Wherever the string "Future" appears in the records, return the line that holds it.

Content starts

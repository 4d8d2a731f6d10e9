use axum::{
    http::StatusCode,
    response::{IntoResponse, Response},
    Json,
};
use serde_json::json;
use thiserror::Error;

use crate::interview::SessionError;
use crate::results::StoreError;

/// Application-level error type.
/// Implements `IntoResponse` so Axum handlers can return `Result<T, AppError>`.
#[derive(Debug, Error)]
pub enum AppError {
    #[error("Not found: {0}")]
    NotFound(String),

    #[error("Validation error: {0}")]
    Validation(String),

    #[error("Conflict: {0}")]
    Conflict(String),

    #[error("Database error: {0}")]
    Database(#[from] sqlx::Error),

    #[error("Internal server error: {0}")]
    Internal(#[from] anyhow::Error),
}

impl From<SessionError> for AppError {
    fn from(err: SessionError) -> Self {
        match err {
            SessionError::EmptyAnswer => AppError::Validation(err.to_string()),
            SessionError::NotAnswering(_) => AppError::Conflict(err.to_string()),
            SessionError::Closed => AppError::NotFound(err.to_string()),
        }
    }
}

impl From<StoreError> for AppError {
    fn from(err: StoreError) -> Self {
        match err {
            StoreError::Database(e) => AppError::Database(e),
            StoreError::Corrupt(msg) => AppError::Internal(anyhow::anyhow!(msg)),
        }
    }
}

impl IntoResponse for AppError {
    fn into_response(self) -> Response {
        let (status, code, message) = match &self {
            AppError::NotFound(msg) => (StatusCode::NOT_FOUND, "NOT_FOUND", msg.clone()),
            AppError::Validation(msg) => (StatusCode::BAD_REQUEST, "VALIDATION_ERROR", msg.clone()),
            AppError::Conflict(msg) => (StatusCode::CONFLICT, "CONFLICT", msg.clone()),
            AppError::Database(e) => {
                tracing::error!("Database error: {e}");
                (
                    StatusCode::INTERNAL_SERVER_ERROR,
                    "DATABASE_ERROR",
                    "A database error occurred".to_string(),
                )
            }
            AppError::Internal(e) => {
                tracing::error!("Internal error: {e:?}");
                (
                    StatusCode::INTERNAL_SERVER_ERROR,
                    "INTERNAL_ERROR",
                    "An internal server error occurred".to_string(),
                )
            }
        };

        let body = Json(json!({
            "error": {
                "code": code,
                "message": message
            }
        }));

        (status, body).into_response()
    }
}

#[cfg(test)]
mod tests {
    use super::*;
    use crate::interview::models::Phase;

    #[test]
    fn test_empty_answer_maps_to_bad_request() {
        let response = AppError::from(SessionError::EmptyAnswer).into_response();
        assert_eq!(response.status(), StatusCode::BAD_REQUEST);
    }

    #[test]
    fn test_busy_session_maps_to_conflict() {
        let response = AppError::from(SessionError::NotAnswering(Phase::Evaluating)).into_response();
        assert_eq!(response.status(), StatusCode::CONFLICT);
    }

    #[test]
    fn test_corrupt_row_maps_to_internal() {
        let response =
            AppError::from(StoreError::Corrupt("bad recommendation".to_string())).into_response();
        assert_eq!(response.status(), StatusCode::INTERNAL_SERVER_ERROR);
    }
}
//! External AI services the interview depends on, and the fallback policy around them.
//!
//! Each call is attempted once, bounded by a timeout. Any failure, schema
//! violation or timeout resolves to the static fallback so a session can
//! always progress.

use std::future::Future;
use std::sync::Arc;
use std::time::Duration;

use async_trait::async_trait;
use tracing::{debug, warn};

use crate::interview::models::{Response, Verdict};
use crate::interview::scoring::{
    fallback_questions, fallback_verdict, recommendation_for, FALLBACK_SCORE, MAX_SCORE,
};
use crate::llm_client::LlmError;

#[async_trait]
pub trait QuestionSource: Send + Sync {
    async fn questions(&self, domain: &str, candidate_name: &str) -> Result<Vec<String>, LlmError>;
}

#[async_trait]
pub trait AnswerScorer: Send + Sync {
    /// Returns a score in 0..=100.
    async fn score(&self, question: &str, answer: &str, domain: &str) -> Result<u32, LlmError>;
}

#[async_trait]
pub trait SummaryGenerator: Send + Sync {
    async fn summarize(
        &self,
        candidate_name: &str,
        domain: &str,
        responses: &[Response],
        average_score: u32,
    ) -> Result<Verdict, LlmError>;
}

/// The three AI services plus the timeout applied to each call.
/// Cheap to clone; every session controller holds its own copy.
#[derive(Clone)]
pub struct InterviewServices {
    pub questions: Arc<dyn QuestionSource>,
    pub scorer: Arc<dyn AnswerScorer>,
    pub summaries: Arc<dyn SummaryGenerator>,
    pub call_timeout: Duration,
}

impl InterviewServices {
    /// Generated questions, or the domain fallback set.
    pub async fn load_questions(&self, domain: &str, candidate_name: &str) -> Vec<String> {
        let call = self.questions.questions(domain, candidate_name);
        match bounded(self.call_timeout, call).await {
            Ok(questions) => questions,
            Err(cause) => {
                warn!("Question generation failed for {domain}, using fallback set: {cause}");
                fallback_questions(domain)
            }
        }
    }

    /// The scorer's verdict on one answer, or the fixed fallback score.
    /// Scores above `MAX_SCORE` count as a failed call.
    pub async fn score_answer(&self, question: &str, answer: &str, domain: &str) -> u32 {
        let call = self.scorer.score(question, answer, domain);
        match bounded(self.call_timeout, call).await {
            Ok(score) if score <= MAX_SCORE => score,
            Ok(score) => {
                warn!(
                    "Scorer returned {score}, outside 0-{MAX_SCORE}; recording fallback score {FALLBACK_SCORE}"
                );
                FALLBACK_SCORE
            }
            Err(cause) => {
                warn!("Answer scoring failed, recording fallback score {FALLBACK_SCORE}: {cause}");
                FALLBACK_SCORE
            }
        }
    }

    /// The generator's verdict verbatim, or the threshold rule with a templated summary.
    pub async fn summarize(
        &self,
        candidate_name: &str,
        domain: &str,
        responses: &[Response],
        average_score: u32,
    ) -> Verdict {
        let call = self
            .summaries
            .summarize(candidate_name, domain, responses, average_score);
        match bounded(self.call_timeout, call).await {
            Ok(verdict) => {
                if verdict.recommendation != recommendation_for(average_score) {
                    debug!(
                        "Summary recommendation '{}' differs from threshold rule at {average_score}%",
                        verdict.recommendation
                    );
                }
                verdict
            }
            Err(cause) => {
                warn!("Summary generation failed, using threshold verdict: {cause}");
                fallback_verdict(candidate_name, domain, average_score)
            }
        }
    }
}

/// Runs `call` under `limit`, flattening expiry into a printable failure cause.
async fn bounded<T, F>(limit: Duration, call: F) -> Result<T, String>
where
    F: Future<Output = Result<T, LlmError>>,
{
    match tokio::time::timeout(limit, call).await {
        Ok(Ok(value)) => Ok(value),
        Ok(Err(e)) => Err(e.to_string()),
        Err(_) => Err(format!("timed out after {}s", limit.as_secs())),
    }
}

#[cfg(test)]
mod tests {
    use super::*;
    use crate::interview::models::Recommendation;
    use crate::interview::testing::{scripted, services, Behavior, StubScorer};

    fn sample_responses() -> Vec<Response> {
        vec![Response {
            question: "Q1".to_string(),
            answer: "A1".to_string(),
            score: 50,
        }]
    }

    #[tokio::test]
    async fn test_question_failure_uses_domain_fallback() {
        let svc = services(Behavior::Fail, Behavior::Ok, Behavior::Ok);
        let questions = svc.load_questions("Backend Developer", "Asha").await;
        assert_eq!(questions.len(), 5);
        assert!(questions.iter().all(|q| q.contains("Backend Developer")));
    }

    #[tokio::test]
    async fn test_scorer_failure_yields_fallback_score() {
        let svc = services(Behavior::Ok, Behavior::Fail, Behavior::Ok);
        assert_eq!(svc.score_answer("Q", "A", "Finance").await, 70);
    }

    #[tokio::test(start_paused = true)]
    async fn test_hung_scorer_times_out_to_fallback() {
        let svc = services(Behavior::Ok, Behavior::Hang, Behavior::Ok);
        assert_eq!(svc.score_answer("Q", "A", "Finance").await, FALLBACK_SCORE);
    }

    #[tokio::test]
    async fn test_out_of_range_score_yields_fallback() {
        let scorer = Arc::new(StubScorer::new(Behavior::Ok, &[100, 101, 250]));
        let svc = scripted(Behavior::Ok, scorer, Behavior::Ok);
        assert_eq!(svc.score_answer("Q", "A", "Finance").await, 100);
        assert_eq!(svc.score_answer("Q", "A", "Finance").await, FALLBACK_SCORE);
        assert_eq!(svc.score_answer("Q", "A", "Finance").await, FALLBACK_SCORE);
    }

    #[tokio::test(start_paused = true)]
    async fn test_hung_question_source_times_out_to_fallback() {
        let svc = services(Behavior::Hang, Behavior::Ok, Behavior::Ok);
        let questions = svc.load_questions("Cybersecurity", "Asha").await;
        assert_eq!(questions, fallback_questions("Cybersecurity"));
    }

    #[tokio::test(start_paused = true)]
    async fn test_hung_summary_generator_times_out_to_fallback() {
        let svc = services(Behavior::Ok, Behavior::Ok, Behavior::Hang);
        let verdict = svc
            .summarize("Ravi Kumar", "Finance", &sample_responses(), 66)
            .await;
        assert_eq!(verdict, fallback_verdict("Ravi Kumar", "Finance", 66));
        assert_eq!(verdict.recommendation, Recommendation::Recommended);
    }

    #[tokio::test]
    async fn test_summary_failure_uses_threshold_verdict() {
        let svc = services(Behavior::Ok, Behavior::Ok, Behavior::Fail);
        let verdict = svc
            .summarize("Ravi Kumar", "Finance", &sample_responses(), 50)
            .await;
        assert_eq!(verdict.recommendation, Recommendation::NotRecommended);
        assert!(verdict.summary.contains("Ravi Kumar"));
        assert!(verdict.summary.contains("Finance"));
        assert!(verdict.summary.contains("50%"));
    }

    #[tokio::test]
    async fn test_summary_success_is_authoritative() {
        // The stub generator always recommends, even at 50%.
        let svc = services(Behavior::Ok, Behavior::Ok, Behavior::Ok);
        let verdict = svc
            .summarize("Ravi Kumar", "Finance", &sample_responses(), 50)
            .await;
        assert_eq!(verdict.recommendation, Recommendation::Recommended);
    }
}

Content ends

## ANSWER BOX
use std::future::Future;
    F: Future<Output = Result<T, LlmError>>,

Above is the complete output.